無意味せんげん - 山田スイッチ –
山田スイッチは、一切意味を求めません。ちなみに7歳男子と3歳男子を田舎で子育て日記。
2010/06/16 カテゴリー: アート。 タグ: 公演再演弘前復活舞踏雪雄子 雪雄子 舞踏公演「復活」 弘前再演 はコメントを受け付けていません


 

 宇都宮の大谷石で造られた蔵のギャラリー「悠日」で、

絵師の香川大介氏の個展オープニング・イベントがあった。

田口ランディさんの創作した「現代版・般若心経」の朗読劇。


 

 葛目純一君の馬頭琴の演奏に合わせて舞台は進み、時折、葛目君のホーメイという独特な歌唱法でその世界観が造られていく。2500年の時を経て恐ろしさに触れながら歌と、風と。世界が、柔らかいものでできているような気持ちにさせられた。

 


 朗読劇の後は、舞踏家・雪雄子さんの舞踏パフォーマンス。



 雪さんは、たった1人で赤ちゃんが母親のお腹の中で育ち、生まれ、生き、やがて病を経て死んでいくという、仏教の生老病死を表現できる数少ない舞踏家だ。

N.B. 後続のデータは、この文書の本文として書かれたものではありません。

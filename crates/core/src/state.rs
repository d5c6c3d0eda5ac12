// Copyright (C) 2026 Fred Clausen
// Use of this source code is governed by an MIT-style
// license that can be found in the LICENSE file or at
// https://opensource.org/licenses/MIT.

use crate::command::WriteScope;
use meeting_roster_domain::{AssignmentsStore, Settings};
use serde::{Deserialize, Serialize};

/// The combined document: every assignment plus the settings.
///
/// This is both the in-memory state a session shows and the JSON document
/// that is persisted, exported and imported:
///
/// ```json
/// { "assignments": { "2024-01-10": { "Leitura": { "person": "Ana" } } },
///   "settings": { "meetingDays": [3, 6], "people": ["Ana"] } }
/// ```
#[derive(Debug, Clone, Default, PartialEq, Eq, Serialize, Deserialize)]
pub struct RosterState {
    /// All assignments, keyed by date.
    pub assignments: AssignmentsStore,
    /// Meeting days and roster.
    pub settings: Settings,
}

impl RosterState {
    /// Creates a state from its two halves.
    ///
    /// # Arguments
    ///
    /// * `assignments` - The assignment store
    /// * `settings` - The meeting days and roster
    #[must_use]
    pub const fn new(assignments: AssignmentsStore, settings: Settings) -> Self {
        Self {
            assignments,
            settings,
        }
    }

    /// Creates a state with settings and no assignments.
    #[must_use]
    pub const fn with_settings(settings: Settings) -> Self {
        Self::new(AssignmentsStore::new(), settings)
    }
}

/// The result of a successful state transition.
///
/// Transitions are pure: they either produce a new state or fail without
/// touching the input.
#[derive(Debug, Clone, PartialEq, Eq)]
pub struct TransitionResult {
    /// The new state after the transition.
    pub new_state: RosterState,
    /// Which part of the document must be written to make it durable.
    pub scope: WriteScope,
}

舞台に響く、夏の鳥の声。夏の鳥の声を聞くと、本当に生きていることの不思議さと切実な喜びを、ただ黙ってじっと、感じることができる。

 

テーマは、「復活」。


 この舞台で私は初めて、雪さんが舞台の上で完全に死んだのを見た。


 今までに産まれてくる雪さんは何度も見たが、完全に死を表現されたのは、私にとって初めてのことだった。朽ちて死んでゆく雪さん。完全に動きが止まり、そこから、目でとらえることができないほどのゆっくりとした動きが、場面を緊迫させる。



 泥の中から蓮の花が咲くような、復活。

 

 あとは、完全なる喜びの中で、雪雄子は。生きているっていうことがどういうことなのかをひたすらに、私たちに見せつけるのだ。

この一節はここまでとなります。